§ Directions: Please work out how many lines in the entries contain "email", then give that number with nothing added.

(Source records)

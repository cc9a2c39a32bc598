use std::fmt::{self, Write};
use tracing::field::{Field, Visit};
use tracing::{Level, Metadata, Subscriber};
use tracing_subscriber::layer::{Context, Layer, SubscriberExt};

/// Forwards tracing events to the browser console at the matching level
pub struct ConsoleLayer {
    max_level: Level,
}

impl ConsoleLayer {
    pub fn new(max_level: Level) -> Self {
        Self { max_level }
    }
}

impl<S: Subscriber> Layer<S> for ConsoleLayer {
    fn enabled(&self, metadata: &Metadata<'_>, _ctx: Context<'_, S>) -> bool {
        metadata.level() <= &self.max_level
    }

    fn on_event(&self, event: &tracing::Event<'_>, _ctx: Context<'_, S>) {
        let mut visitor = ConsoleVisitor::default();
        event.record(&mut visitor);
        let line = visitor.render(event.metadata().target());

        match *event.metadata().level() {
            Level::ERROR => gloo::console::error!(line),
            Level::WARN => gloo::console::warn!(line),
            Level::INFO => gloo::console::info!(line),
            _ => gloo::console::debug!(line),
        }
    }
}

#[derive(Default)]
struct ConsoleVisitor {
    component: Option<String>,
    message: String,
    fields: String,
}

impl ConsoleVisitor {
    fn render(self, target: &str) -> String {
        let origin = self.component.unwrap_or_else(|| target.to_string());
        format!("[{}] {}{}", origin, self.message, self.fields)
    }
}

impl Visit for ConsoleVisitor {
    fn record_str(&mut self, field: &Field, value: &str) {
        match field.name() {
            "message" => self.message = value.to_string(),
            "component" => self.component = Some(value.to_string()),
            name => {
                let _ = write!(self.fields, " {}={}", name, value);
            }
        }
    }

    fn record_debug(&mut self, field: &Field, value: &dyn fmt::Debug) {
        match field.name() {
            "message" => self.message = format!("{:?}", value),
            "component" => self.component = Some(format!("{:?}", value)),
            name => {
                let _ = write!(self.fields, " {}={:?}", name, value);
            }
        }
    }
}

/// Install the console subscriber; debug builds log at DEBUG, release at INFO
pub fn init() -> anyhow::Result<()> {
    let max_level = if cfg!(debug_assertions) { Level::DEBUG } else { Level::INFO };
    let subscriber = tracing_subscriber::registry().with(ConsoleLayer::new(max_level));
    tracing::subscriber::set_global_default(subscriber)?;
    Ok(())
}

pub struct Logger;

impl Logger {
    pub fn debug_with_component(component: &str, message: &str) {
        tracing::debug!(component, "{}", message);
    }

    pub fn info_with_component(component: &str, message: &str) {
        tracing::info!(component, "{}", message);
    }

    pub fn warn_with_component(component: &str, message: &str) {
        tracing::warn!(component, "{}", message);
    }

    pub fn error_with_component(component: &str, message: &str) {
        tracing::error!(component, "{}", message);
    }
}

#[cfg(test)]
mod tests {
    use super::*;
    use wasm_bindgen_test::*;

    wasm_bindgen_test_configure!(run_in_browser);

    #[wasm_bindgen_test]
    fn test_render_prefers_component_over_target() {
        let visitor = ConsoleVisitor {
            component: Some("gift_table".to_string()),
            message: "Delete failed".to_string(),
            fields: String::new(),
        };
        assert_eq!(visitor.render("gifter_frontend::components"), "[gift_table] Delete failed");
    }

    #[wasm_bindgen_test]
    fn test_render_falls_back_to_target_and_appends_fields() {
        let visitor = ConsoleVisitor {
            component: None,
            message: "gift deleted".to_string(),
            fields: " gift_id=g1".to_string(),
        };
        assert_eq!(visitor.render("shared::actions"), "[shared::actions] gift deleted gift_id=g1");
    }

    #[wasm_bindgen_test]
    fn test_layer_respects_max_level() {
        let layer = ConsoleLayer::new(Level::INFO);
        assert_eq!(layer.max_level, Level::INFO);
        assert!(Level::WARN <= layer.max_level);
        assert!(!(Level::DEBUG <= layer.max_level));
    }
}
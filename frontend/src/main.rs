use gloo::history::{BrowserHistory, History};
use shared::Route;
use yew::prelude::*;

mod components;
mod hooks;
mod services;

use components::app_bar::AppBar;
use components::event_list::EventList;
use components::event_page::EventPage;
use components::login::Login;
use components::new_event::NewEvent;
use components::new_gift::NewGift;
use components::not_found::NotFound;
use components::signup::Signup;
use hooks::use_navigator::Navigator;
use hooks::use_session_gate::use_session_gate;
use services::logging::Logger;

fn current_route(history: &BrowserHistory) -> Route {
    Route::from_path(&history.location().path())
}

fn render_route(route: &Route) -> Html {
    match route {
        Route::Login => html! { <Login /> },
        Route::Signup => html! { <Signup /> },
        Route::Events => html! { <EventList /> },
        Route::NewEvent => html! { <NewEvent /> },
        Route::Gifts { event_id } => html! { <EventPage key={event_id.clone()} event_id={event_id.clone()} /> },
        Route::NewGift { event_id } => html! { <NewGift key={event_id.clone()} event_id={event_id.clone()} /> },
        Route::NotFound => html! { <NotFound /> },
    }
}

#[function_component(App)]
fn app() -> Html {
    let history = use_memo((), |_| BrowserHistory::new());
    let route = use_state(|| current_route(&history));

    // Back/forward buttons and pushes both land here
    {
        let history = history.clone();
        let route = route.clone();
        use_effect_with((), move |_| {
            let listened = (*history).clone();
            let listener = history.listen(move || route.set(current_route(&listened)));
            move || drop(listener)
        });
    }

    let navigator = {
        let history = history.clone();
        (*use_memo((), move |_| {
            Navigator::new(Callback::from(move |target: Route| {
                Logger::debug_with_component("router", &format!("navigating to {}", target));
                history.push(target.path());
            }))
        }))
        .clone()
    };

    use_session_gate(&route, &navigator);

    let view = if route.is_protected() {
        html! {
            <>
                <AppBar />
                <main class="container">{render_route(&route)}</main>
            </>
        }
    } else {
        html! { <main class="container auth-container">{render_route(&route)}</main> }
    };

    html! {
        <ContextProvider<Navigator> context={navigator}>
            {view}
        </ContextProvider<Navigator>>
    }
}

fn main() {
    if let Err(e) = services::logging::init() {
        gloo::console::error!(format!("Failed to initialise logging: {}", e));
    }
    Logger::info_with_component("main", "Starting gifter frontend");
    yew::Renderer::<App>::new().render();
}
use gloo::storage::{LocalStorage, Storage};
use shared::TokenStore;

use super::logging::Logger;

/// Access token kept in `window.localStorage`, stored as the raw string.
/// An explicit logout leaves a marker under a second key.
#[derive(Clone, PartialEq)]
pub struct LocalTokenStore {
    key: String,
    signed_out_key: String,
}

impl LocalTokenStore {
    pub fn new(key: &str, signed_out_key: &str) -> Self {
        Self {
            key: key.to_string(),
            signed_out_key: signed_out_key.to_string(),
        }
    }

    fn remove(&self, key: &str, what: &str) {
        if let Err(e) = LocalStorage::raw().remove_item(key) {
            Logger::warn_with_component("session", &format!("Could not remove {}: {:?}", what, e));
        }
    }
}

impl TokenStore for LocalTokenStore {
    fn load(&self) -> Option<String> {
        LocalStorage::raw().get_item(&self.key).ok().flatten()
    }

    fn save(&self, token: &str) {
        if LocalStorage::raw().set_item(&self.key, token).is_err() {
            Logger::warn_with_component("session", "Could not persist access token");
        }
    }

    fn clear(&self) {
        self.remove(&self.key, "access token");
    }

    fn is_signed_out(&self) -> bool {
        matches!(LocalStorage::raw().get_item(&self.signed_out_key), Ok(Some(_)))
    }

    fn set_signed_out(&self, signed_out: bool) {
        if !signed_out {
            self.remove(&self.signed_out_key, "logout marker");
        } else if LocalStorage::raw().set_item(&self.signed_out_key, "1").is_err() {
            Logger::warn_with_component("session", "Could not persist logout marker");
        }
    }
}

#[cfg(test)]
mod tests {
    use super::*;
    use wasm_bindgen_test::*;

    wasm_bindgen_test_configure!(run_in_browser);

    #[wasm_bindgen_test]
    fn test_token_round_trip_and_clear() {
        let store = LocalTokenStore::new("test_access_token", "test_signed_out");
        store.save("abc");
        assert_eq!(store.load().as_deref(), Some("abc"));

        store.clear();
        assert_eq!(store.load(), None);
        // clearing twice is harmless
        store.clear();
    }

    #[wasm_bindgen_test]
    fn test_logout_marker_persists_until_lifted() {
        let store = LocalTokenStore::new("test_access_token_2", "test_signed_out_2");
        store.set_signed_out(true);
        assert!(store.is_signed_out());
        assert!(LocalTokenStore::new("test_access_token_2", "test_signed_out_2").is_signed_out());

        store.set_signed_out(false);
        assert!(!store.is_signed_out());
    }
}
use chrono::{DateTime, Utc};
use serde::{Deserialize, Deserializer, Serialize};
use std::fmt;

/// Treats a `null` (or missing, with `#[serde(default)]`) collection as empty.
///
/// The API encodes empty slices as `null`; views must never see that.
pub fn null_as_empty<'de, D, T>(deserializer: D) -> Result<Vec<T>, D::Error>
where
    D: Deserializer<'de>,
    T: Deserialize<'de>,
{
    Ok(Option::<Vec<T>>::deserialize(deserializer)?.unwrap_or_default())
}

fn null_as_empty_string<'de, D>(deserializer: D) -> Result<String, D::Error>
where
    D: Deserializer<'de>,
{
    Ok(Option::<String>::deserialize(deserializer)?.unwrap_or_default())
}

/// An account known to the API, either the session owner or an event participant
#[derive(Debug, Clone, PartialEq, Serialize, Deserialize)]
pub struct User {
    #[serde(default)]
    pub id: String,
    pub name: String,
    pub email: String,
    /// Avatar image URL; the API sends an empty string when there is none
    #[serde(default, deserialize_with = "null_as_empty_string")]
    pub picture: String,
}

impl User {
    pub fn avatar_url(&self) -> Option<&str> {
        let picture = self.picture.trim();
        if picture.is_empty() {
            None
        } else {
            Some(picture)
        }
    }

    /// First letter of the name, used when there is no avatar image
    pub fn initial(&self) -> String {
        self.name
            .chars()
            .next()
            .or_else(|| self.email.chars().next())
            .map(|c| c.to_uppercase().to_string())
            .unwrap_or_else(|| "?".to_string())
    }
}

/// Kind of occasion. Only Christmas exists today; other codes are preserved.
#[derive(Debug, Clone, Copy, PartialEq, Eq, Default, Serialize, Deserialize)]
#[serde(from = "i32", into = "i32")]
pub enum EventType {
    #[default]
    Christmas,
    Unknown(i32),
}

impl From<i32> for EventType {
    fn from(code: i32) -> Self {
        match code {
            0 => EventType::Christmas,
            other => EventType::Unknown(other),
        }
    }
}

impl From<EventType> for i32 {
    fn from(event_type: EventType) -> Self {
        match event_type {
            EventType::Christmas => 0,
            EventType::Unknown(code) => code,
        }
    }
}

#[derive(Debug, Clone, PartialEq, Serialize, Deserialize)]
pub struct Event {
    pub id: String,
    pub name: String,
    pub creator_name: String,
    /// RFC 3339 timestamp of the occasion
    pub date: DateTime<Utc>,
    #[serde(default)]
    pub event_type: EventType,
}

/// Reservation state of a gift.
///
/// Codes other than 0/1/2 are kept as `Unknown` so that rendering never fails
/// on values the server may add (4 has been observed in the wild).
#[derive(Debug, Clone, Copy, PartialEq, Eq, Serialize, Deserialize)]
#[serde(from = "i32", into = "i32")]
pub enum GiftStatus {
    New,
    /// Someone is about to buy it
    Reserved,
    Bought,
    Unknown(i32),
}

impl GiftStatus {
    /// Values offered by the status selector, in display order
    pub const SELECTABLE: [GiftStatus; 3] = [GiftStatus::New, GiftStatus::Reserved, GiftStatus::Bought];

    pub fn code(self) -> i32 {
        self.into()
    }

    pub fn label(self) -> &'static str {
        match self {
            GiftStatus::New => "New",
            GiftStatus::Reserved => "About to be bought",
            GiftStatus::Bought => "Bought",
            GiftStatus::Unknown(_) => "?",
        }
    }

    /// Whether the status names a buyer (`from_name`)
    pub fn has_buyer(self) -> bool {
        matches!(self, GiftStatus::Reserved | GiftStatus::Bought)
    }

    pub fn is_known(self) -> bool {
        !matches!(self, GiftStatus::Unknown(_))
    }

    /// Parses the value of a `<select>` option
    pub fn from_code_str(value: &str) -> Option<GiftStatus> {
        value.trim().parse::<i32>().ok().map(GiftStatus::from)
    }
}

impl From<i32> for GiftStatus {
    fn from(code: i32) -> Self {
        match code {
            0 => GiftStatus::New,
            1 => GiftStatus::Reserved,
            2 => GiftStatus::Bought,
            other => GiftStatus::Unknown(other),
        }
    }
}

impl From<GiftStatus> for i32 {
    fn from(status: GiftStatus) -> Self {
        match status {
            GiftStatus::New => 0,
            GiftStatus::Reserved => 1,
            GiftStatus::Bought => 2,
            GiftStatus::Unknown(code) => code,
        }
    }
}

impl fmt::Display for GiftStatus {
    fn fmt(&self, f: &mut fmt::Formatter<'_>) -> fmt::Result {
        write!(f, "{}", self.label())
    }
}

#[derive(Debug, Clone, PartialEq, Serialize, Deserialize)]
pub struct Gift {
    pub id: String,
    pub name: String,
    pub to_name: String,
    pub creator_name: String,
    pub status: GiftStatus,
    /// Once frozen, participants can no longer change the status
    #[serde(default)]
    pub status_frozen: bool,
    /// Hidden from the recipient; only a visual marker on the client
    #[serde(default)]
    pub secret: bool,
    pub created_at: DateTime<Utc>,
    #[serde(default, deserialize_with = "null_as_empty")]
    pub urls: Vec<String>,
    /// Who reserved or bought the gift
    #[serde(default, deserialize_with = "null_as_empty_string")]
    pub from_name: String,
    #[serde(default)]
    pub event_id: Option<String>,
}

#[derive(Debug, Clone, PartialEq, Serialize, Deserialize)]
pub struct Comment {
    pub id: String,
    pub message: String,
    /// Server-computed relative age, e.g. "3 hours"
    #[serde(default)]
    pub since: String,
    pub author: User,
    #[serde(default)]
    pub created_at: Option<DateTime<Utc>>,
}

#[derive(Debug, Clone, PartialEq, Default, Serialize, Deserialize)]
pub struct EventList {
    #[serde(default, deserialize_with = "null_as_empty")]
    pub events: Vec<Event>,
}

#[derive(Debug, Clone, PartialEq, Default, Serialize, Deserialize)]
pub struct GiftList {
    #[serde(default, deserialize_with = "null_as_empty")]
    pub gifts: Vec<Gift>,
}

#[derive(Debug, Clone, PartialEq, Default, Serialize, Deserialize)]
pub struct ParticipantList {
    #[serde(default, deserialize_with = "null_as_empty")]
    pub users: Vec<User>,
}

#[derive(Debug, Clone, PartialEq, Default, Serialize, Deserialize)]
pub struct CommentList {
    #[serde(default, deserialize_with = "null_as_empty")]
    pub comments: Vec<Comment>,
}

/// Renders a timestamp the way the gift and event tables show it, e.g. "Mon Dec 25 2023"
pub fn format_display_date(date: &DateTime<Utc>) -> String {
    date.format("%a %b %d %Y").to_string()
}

§ Solution: 2